* _About this task_
Look through the listing below, and wherever a line has the string "deleted", copy it.

* _Exercise data_
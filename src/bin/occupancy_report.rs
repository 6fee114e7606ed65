//! occupancy_report - inspect and maintain the occupancy database

use anyhow::{anyhow, Result};
use clap::Parser;

use wagon_occupancy::{validate_session_id, OccupancySink, SqliteOccupancySink};

#[derive(Parser, Debug)]
#[command(
    name = "occupancy_report",
    about = "Print current occupancy per wagon, its history, or clear history"
)]
struct Args {
    /// Path to the occupancy SQLite DB
    #[arg(long, env = "OCCUPANCY_DB_PATH", default_value = "occupancy.db")]
    db: String,

    /// Restrict output to one session
    #[arg(long)]
    session: Option<String>,

    /// Print history records as JSON (requires --session)
    #[arg(long, requires = "session")]
    history: bool,

    /// Maximum number of history records
    #[arg(long, default_value_t = 1000)]
    limit: usize,

    /// Delete historical records (of --session, or of every session)
    #[arg(long, conflicts_with = "history")]
    clear_history: bool,
}

fn main() -> Result<()> {
    env_logger::Builder::from_env(env_logger::Env::default().default_filter_or("warn")).init();
    let args = Args::parse();

    if let Some(id) = args.session.as_deref() {
        validate_session_id(id)?;
    }

    let mut sink = SqliteOccupancySink::open(&args.db)?;

    if args.clear_history {
        let deleted = sink.clear_history(args.session.as_deref())?;
        println!("deleted {} history record(s)", deleted);
        return Ok(());
    }

    if args.history {
        let id = args
            .session
            .as_deref()
            .ok_or_else(|| anyhow!("--history requires --session"))?;
        let records = sink.history(id, args.limit)?;
        println!("{}", serde_json::to_string_pretty(&records)?);
        return Ok(());
    }

    let snapshots = match args.session.as_deref() {
        Some(id) => sink
            .current(id)?
            .map(|snap| vec![snap])
            .ok_or_else(|| anyhow!("no occupancy recorded for session {}", id))?,
        None => sink.current_all()?,
    };

    if snapshots.is_empty() {
        println!("no sessions recorded in {}", args.db);
        return Ok(());
    }

    println!(
        "{:<24} {:>6} {:>8} {:>9} {:<9} {:>8}",
        "session", "count", "capacity", "fullness", "level", "frame"
    );
    for snap in snapshots {
        println!(
            "{:<24} {:>6} {:>8} {:>8.1}% {:<9} {:>8}",
            snap.session_id,
            snap.count,
            snap.capacity,
            snap.fullness_percent,
            snap.level,
            snap.frame_index
        );
    }
    Ok(())
}
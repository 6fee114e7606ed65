//! Wagon Occupancy Engine
//!
//! Counts passengers inside a fixed floor polygon of a subway wagon from
//! per-frame person detections, and publishes rate-limited occupancy
//! snapshots.
//!
//! # Pipeline
//!
//! Each frame flows one way through five stages:
//!
//! 1. **Validate** (`detect::validate`): size and geometry plausibility.
//! 2. **Suppress** (`detect::suppress`): class-aware non-maximum suppression.
//! 3. **Track** (`tracker`): per-identity zone membership.
//! 4. **Aggregate** (`occupancy`): count and fullness percentage.
//! 5. **Emit** (`emit`): rate-limited writes to an `OccupancySink`.
//!
//! A `Session` owns the per-wagon state; sessions share nothing but the sink.
//!
//! # Module Structure
//!
//! - `config`: session settings and daemon configuration loading
//! - `ingest`: detection dumps and synthetic sources
//! - `storage`: SQLite and in-memory sinks

use std::sync::OnceLock;

pub mod config;
pub mod detect;
pub mod emit;
pub mod error;
pub mod ingest;
pub mod occupancy;
pub mod session;
pub mod storage;
pub mod tracker;
pub mod zone;

pub use config::{EngineConfig, SessionConfig};
pub use detect::{RawDetection, SizeFilter, TrackId, ValidatedDetection};
pub use emit::{ChannelOutcome, EmitSettings, Emission, SnapshotEmitter};
pub use error::ConfigError;
pub use ingest::{DetectionSource, FileSource, SyntheticSource};
pub use occupancy::{OccupancyLevel, OccupancySnapshot};
pub use session::{Frame, FrameReport, Session};
pub use storage::{InMemoryOccupancySink, OccupancySink, SqliteOccupancySink};
pub use tracker::{DetectionStatus, RetentionPolicy, ZoneTracker};
pub use zone::Zone;

/// Session ids double as database keys and file stems.
pub fn validate_session_id(session_id: &str) -> Result<(), ConfigError> {
    // Compile once for hot paths.
    static SESSION_ID_RE: OnceLock<regex::Regex> = OnceLock::new();
    let re = SESSION_ID_RE
        .get_or_init(|| regex::Regex::new(r"^[A-Za-z0-9_.-]{1,128}$").unwrap());

    if !re.is_match(session_id) {
        return Err(ConfigError::InvalidSessionId(session_id.to_string()));
    }
    Ok(())
}
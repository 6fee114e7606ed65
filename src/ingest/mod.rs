//! Detection sources.
//!
//! - JSON-lines detection dumps, one file per wagon
//! - Seeded synthetic walkers for demos and soak tests
//!
//! Sources yield `Frame`s in stream order until exhausted. Decoding video and
//! running the detector happen upstream; only box rows reach this crate.

pub mod file;
pub mod synthetic;

use anyhow::Result;

use crate::session::Frame;

pub use file::{discover_sessions, FileSource, FileStats, SessionFile};
pub use synthetic::{SyntheticConfig, SyntheticSource};

pub trait DetectionSource {
    /// Next frame, or `None` once the stream has ended.
    fn next_frame(&mut self) -> Result<Option<Frame>>;
}
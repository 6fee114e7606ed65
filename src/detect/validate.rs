use serde::{Deserialize, Serialize};

use crate::detect::result::{RawDetection, ValidatedDetection};
use crate::error::ConfigError;

const DEFAULT_MIN_WIDTH: f32 = 20.0;
const DEFAULT_MIN_HEIGHT: f32 = 40.0;
const DEFAULT_MAX_WIDTH_RATIO: f32 = 0.8;
const DEFAULT_MAX_HEIGHT_RATIO: f32 = 0.9;

/// Returns true when a detection has a plausible size for the frame.
///
/// Boxes narrower than `min_w` or shorter than `min_h` are spurious; boxes
/// wider than `frame_width * max_w_ratio` or taller than
/// `frame_height * max_h_ratio` are artifacts. Degenerate geometry is rejected.
pub fn validate(
    raw: &RawDetection,
    frame_width: f32,
    frame_height: f32,
    min_w: f32,
    min_h: f32,
    max_w_ratio: f32,
    max_h_ratio: f32,
) -> bool {
    if !raw.has_valid_geometry() {
        return false;
    }

    let (width, height) = (raw.width(), raw.height());
    if width < min_w || height < min_h {
        return false;
    }

    width <= frame_width * max_w_ratio && height <= frame_height * max_h_ratio
}

/// Size thresholds applied to every person detection.
#[derive(Clone, Copy, Debug, PartialEq, Serialize, Deserialize)]
#[serde(default)]
pub struct SizeFilter {
    pub min_width: f32,
    pub min_height: f32,
    pub max_width_ratio: f32,
    pub max_height_ratio: f32,
}

impl Default for SizeFilter {
    fn default() -> Self {
        Self {
            min_width: DEFAULT_MIN_WIDTH,
            min_height: DEFAULT_MIN_HEIGHT,
            max_width_ratio: DEFAULT_MAX_WIDTH_RATIO,
            max_height_ratio: DEFAULT_MAX_HEIGHT_RATIO,
        }
    }
}

impl SizeFilter {
    pub fn accepts(&self, raw: &RawDetection, frame_width: f32, frame_height: f32) -> bool {
        validate(
            raw,
            frame_width,
            frame_height,
            self.min_width,
            self.min_height,
            self.max_width_ratio,
            self.max_height_ratio,
        )
    }

    /// Promotes a raw detection once it passes the filter.
    pub fn check(
        &self,
        raw: &RawDetection,
        frame_width: f32,
        frame_height: f32,
    ) -> Option<ValidatedDetection> {
        self.accepts(raw, frame_width, frame_height)
            .then(|| ValidatedDetection::new(*raw))
    }

    pub fn validate(&self) -> Result<(), ConfigError> {
        check_range("size_filter.min_width", self.min_width, 0.0, f32::MAX)?;
        check_range("size_filter.min_height", self.min_height, 0.0, f32::MAX)?;
        check_range("size_filter.max_width_ratio", self.max_width_ratio, f32::MIN_POSITIVE, 1.0)?;
        check_range("size_filter.max_height_ratio", self.max_height_ratio, f32::MIN_POSITIVE, 1.0)?;
        Ok(())
    }
}

pub(crate) fn check_range(
    name: &'static str,
    value: f32,
    min: f32,
    max: f32,
) -> Result<(), ConfigError> {
    if !value.is_finite() || value < min || value > max {
        return Err(ConfigError::InvalidThreshold {
            name,
            value: value as f64,
        });
    }
    Ok(())
}
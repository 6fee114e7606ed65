use std::io::Write;
use std::sync::Mutex;

use tempfile::{Builder, NamedTempFile};

use wagon_occupancy::config::EngineConfig;
use wagon_occupancy::RetentionPolicy;

static ENV_LOCK: Mutex<()> = Mutex::new(());

fn clear_env() {
    for key in [
        "OCCUPANCY_CONFIG",
        "OCCUPANCY_DB_PATH",
        "OCCUPANCY_INPUT_DIR",
        "OCCUPANCY_CAPACITY",
        "OCCUPANCY_EMIT_INTERVAL_SECS",
        "OCCUPANCY_RETENTION",
        "OCCUPANCY_HISTORY",
    ] {
        std::env::remove_var(key);
    }
}

#[test]
fn defaults_without_config_file() {
    let _guard = ENV_LOCK.lock().unwrap();
    clear_env();

    let cfg = EngineConfig::load().expect("load defaults");
    assert_eq!(cfg.db_path, "occupancy.db");
    assert_eq!(cfg.input_dir.to_str(), Some("data/detections"));
    assert_eq!(cfg.session.capacity, 25);
    assert_eq!((cfg.session.frame_width, cfg.session.frame_height), (1200, 750));
    assert_eq!(cfg.session.zone.len(), 4);
    assert_eq!(cfg.session.iou_threshold, 0.4);
    assert_eq!(cfg.session.retention, RetentionPolicy::Sticky);
    assert!(cfg.session.emit.history);

    clear_env();
}

#[test]
fn loads_json_file_and_env_overrides() {
    let _guard = ENV_LOCK.lock().unwrap();
    clear_env();

    let mut file = NamedTempFile::new().expect("temp config");
    let json = r#"{
        "db_path": "wagons_prod.db",
        "input_dir": "/var/lib/occupancy/in",
        "fps": 30.0,
        "session": {
            "capacity": 40,
            "zone": [[0, 0], [600, 0], [600, 400], [0, 400]],
            "size_filter": {"min_width": 15.0},
            "emit": {"min_interval_secs": 2.5}
        },
        "sessions": {
            "wagon_3": {"capacity": 30}
        }
    }"#;
    file.write_all(json.as_bytes()).expect("write config");

    std::env::set_var("OCCUPANCY_CONFIG", file.path());
    std::env::set_var("OCCUPANCY_CAPACITY", "50");
    std::env::set_var("OCCUPANCY_RETENTION", "distance:250");
    std::env::set_var("OCCUPANCY_HISTORY", "false");

    let cfg = EngineConfig::load().expect("load config");

    assert_eq!(cfg.db_path, "wagons_prod.db");
    assert_eq!(cfg.input_dir.to_str(), Some("/var/lib/occupancy/in"));
    assert_eq!(cfg.fps, 30.0);
    assert_eq!(cfg.session.capacity, 50);
    assert_eq!(cfg.session.zone[2], [600.0, 400.0]);
    assert_eq!(cfg.session.size_filter.min_width, 15.0);
    assert_eq!(cfg.session.size_filter.min_height, 40.0);
    assert_eq!(cfg.session.emit.min_interval_secs, 2.5);
    assert!(!cfg.session.emit.history);
    assert_eq!(
        cfg.session.retention,
        RetentionPolicy::DistanceEvict { threshold: 250.0 }
    );
    assert_eq!(cfg.session_config("wagon_3").capacity, 30);
    assert_eq!(cfg.session_config("wagon_9").capacity, 50);

    clear_env();
}

#[test]
fn loads_toml_file() {
    let _guard = ENV_LOCK.lock().unwrap();
    clear_env();

    let mut file = Builder::new().suffix(".toml").tempfile().expect("temp config");
    let toml = r#"
db_path = "from_toml.db"

[session]
capacity = 18
person_class_id = 1

[session.retention]
policy = "exit_on_leave"
"#;
    file.write_all(toml.as_bytes()).expect("write config");
    std::env::set_var("OCCUPANCY_CONFIG", file.path());
    std::env::set_var("OCCUPANCY_DB_PATH", "override.db");

    let cfg = EngineConfig::load().expect("load config");
    assert_eq!(cfg.db_path, "override.db");
    assert_eq!(cfg.session.capacity, 18);
    assert_eq!(cfg.session.person_class_id, 1);
    assert_eq!(cfg.session.retention, RetentionPolicy::ExitOnLeave);

    clear_env();
}

#[test]
fn rejects_invalid_configuration() {
    let _guard = ENV_LOCK.lock().unwrap();
    clear_env();

    std::env::set_var("OCCUPANCY_CAPACITY", "0");
    let err = EngineConfig::load().expect_err("zero capacity");
    assert!(err.to_string().contains("capacity"), "{}", err);
    clear_env();

    std::env::set_var("OCCUPANCY_RETENTION", "forever");
    assert!(EngineConfig::load().is_err());
    clear_env();

    let mut file = NamedTempFile::new().expect("temp config");
    file.write_all(br#"{"session": {"zone": [[0, 0], [10, 10]]}}"#)
        .expect("write config");
    std::env::set_var("OCCUPANCY_CONFIG", file.path());
    let err = EngineConfig::load().expect_err("two-point zone");
    assert!(err.to_string().contains("at least 3 points"), "{}", err);
    clear_env();

    let mut file = NamedTempFile::new().expect("temp config");
    file.write_all(br#"{"sessions": {"bad id": {}}}"#)
        .expect("write config");
    std::env::set_var("OCCUPANCY_CONFIG", file.path());
    assert!(EngineConfig::load().is_err());

    clear_env();
}
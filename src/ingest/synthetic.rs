//! Seeded synthetic passengers.
//!
//! Walkers appear at random times, drift around the frame and vanish. Output
//! also carries the detector noise the pipeline has to absorb: shadow boxes
//! without an identity, tiny spurious boxes and non-person objects.

use anyhow::{anyhow, Result};
use rand::rngs::StdRng;
use rand::{Rng, SeedableRng};

use super::DetectionSource;
use crate::detect::{RawDetection, TrackId};
use crate::session::Frame;

const PERSON_CLASS: i32 = 0;
const BAG_CLASS: i32 = 24;

#[derive(Clone, Debug)]
pub struct SyntheticConfig {
    pub frames: u64,
    pub fps: f64,
    pub people: usize,
    pub frame_width: f32,
    pub frame_height: f32,
    pub seed: u64,
}

impl Default for SyntheticConfig {
    fn default() -> Self {
        Self {
            frames: 750,
            fps: 25.0,
            people: 12,
            frame_width: 1200.0,
            frame_height: 750.0,
            seed: 7,
        }
    }
}

#[derive(Clone, Debug)]
struct Walker {
    id: TrackId,
    x: f32,
    y: f32,
    vx: f32,
    vy: f32,
    width: f32,
    height: f32,
    spawn: u64,
    despawn: u64,
}

pub struct SyntheticSource {
    config: SyntheticConfig,
    rng: StdRng,
    walkers: Vec<Walker>,
    next_index: u64,
}

impl SyntheticSource {
    pub fn new(config: SyntheticConfig) -> Result<Self> {
        if !config.fps.is_finite() || config.fps <= 0.0 {
            return Err(anyhow!("fps must be positive, got {}", config.fps));
        }
        if !config.frame_width.is_finite()
            || !config.frame_height.is_finite()
            || config.frame_width < 500.0
            || config.frame_height < 500.0
        {
            return Err(anyhow!(
                "synthetic frame is too small: {}x{}",
                config.frame_width,
                config.frame_height
            ));
        }

        let mut rng = StdRng::seed_from_u64(config.seed);
        let spawn_window = (config.frames / 2).max(1);
        let walkers = (0..config.people)
            .map(|i| {
                let spawn = rng.gen_range(0..spawn_window);
                let lifetime = rng.gen_range(100..400u64);
                Walker {
                    id: i as TrackId + 1,
                    x: rng.gen_range(100.0..config.frame_width - 100.0),
                    y: rng.gen_range(config.frame_height * 0.5..config.frame_height - 10.0),
                    vx: rng.gen_range(-4.0..4.0),
                    vy: rng.gen_range(-3.0..3.0),
                    width: rng.gen_range(50.0..90.0),
                    height: rng.gen_range(140.0..220.0),
                    spawn,
                    despawn: spawn + lifetime,
                }
            })
            .collect();

        Ok(Self {
            config,
            rng,
            walkers,
            next_index: 0,
        })
    }

    fn step_walkers(&mut self, index: u64) {
        let (fw, fh) = (self.config.frame_width, self.config.frame_height);
        for walker in self
            .walkers
            .iter_mut()
            .filter(|w| w.spawn < index && index < w.despawn)
        {
            walker.vx = (walker.vx + self.rng.gen_range(-0.5..0.5)).clamp(-5.0, 5.0);
            walker.vy = (walker.vy + self.rng.gen_range(-0.5..0.5)).clamp(-4.0, 4.0);
            walker.x = (walker.x + walker.vx).clamp(walker.width, fw - walker.width);
            walker.y = (walker.y + walker.vy).clamp(walker.height, fh - 1.0);
        }
    }

    fn boxes(&mut self, index: u64) -> Vec<RawDetection> {
        let mut out = Vec::new();
        let visible: Vec<Walker> = self
            .walkers
            .iter()
            .filter(|w| w.spawn <= index && index < w.despawn)
            .cloned()
            .collect();

        for walker in visible {
            let det = RawDetection {
                x1: walker.x - walker.width / 2.0,
                y1: walker.y - walker.height,
                x2: walker.x + walker.width / 2.0,
                y2: walker.y,
                track_id: Some(walker.id),
                confidence: self.rng.gen_range(0.55..0.98),
                class_id: PERSON_CLASS,
            };
            out.push(det);

            if self.rng.gen_bool(0.08) {
                out.push(RawDetection {
                    x1: det.x1 + 3.0,
                    y1: det.y1 + 2.0,
                    x2: det.x2 + 3.0,
                    y2: det.y2 + 2.0,
                    track_id: None,
                    confidence: det.confidence * 0.6,
                    ..det
                });
            }
            if self.rng.gen_bool(0.03) {
                out.push(RawDetection {
                    x1: det.x2,
                    y1: det.y2 - 30.0,
                    x2: det.x2 + 35.0,
                    y2: det.y2,
                    track_id: None,
                    confidence: 0.5,
                    class_id: BAG_CLASS,
                });
            }
        }

        if self.rng.gen_bool(0.05) {
            let x = self.rng.gen_range(0.0..self.config.frame_width - 10.0);
            let y = self.rng.gen_range(0.0..self.config.frame_height - 10.0);
            out.push(RawDetection {
                x1: x,
                y1: y,
                x2: x + 6.0,
                y2: y + 9.0,
                track_id: None,
                confidence: 0.3,
                class_id: PERSON_CLASS,
            });
        }
        out
    }
}

impl DetectionSource for SyntheticSource {
    fn next_frame(&mut self) -> Result<Option<Frame>> {
        if self.next_index >= self.config.frames {
            return Ok(None);
        }
        let index = self.next_index;
        self.next_index += 1;

        self.step_walkers(index);
        Ok(Some(Frame {
            index,
            at: index as f64 / self.config.fps,
            detections: self.boxes(index),
        }))
    }
}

* _Task result_
        let deleted = sink.clear_history(args.session.as_deref())?;
        println!("deleted {} history record(s)", deleted);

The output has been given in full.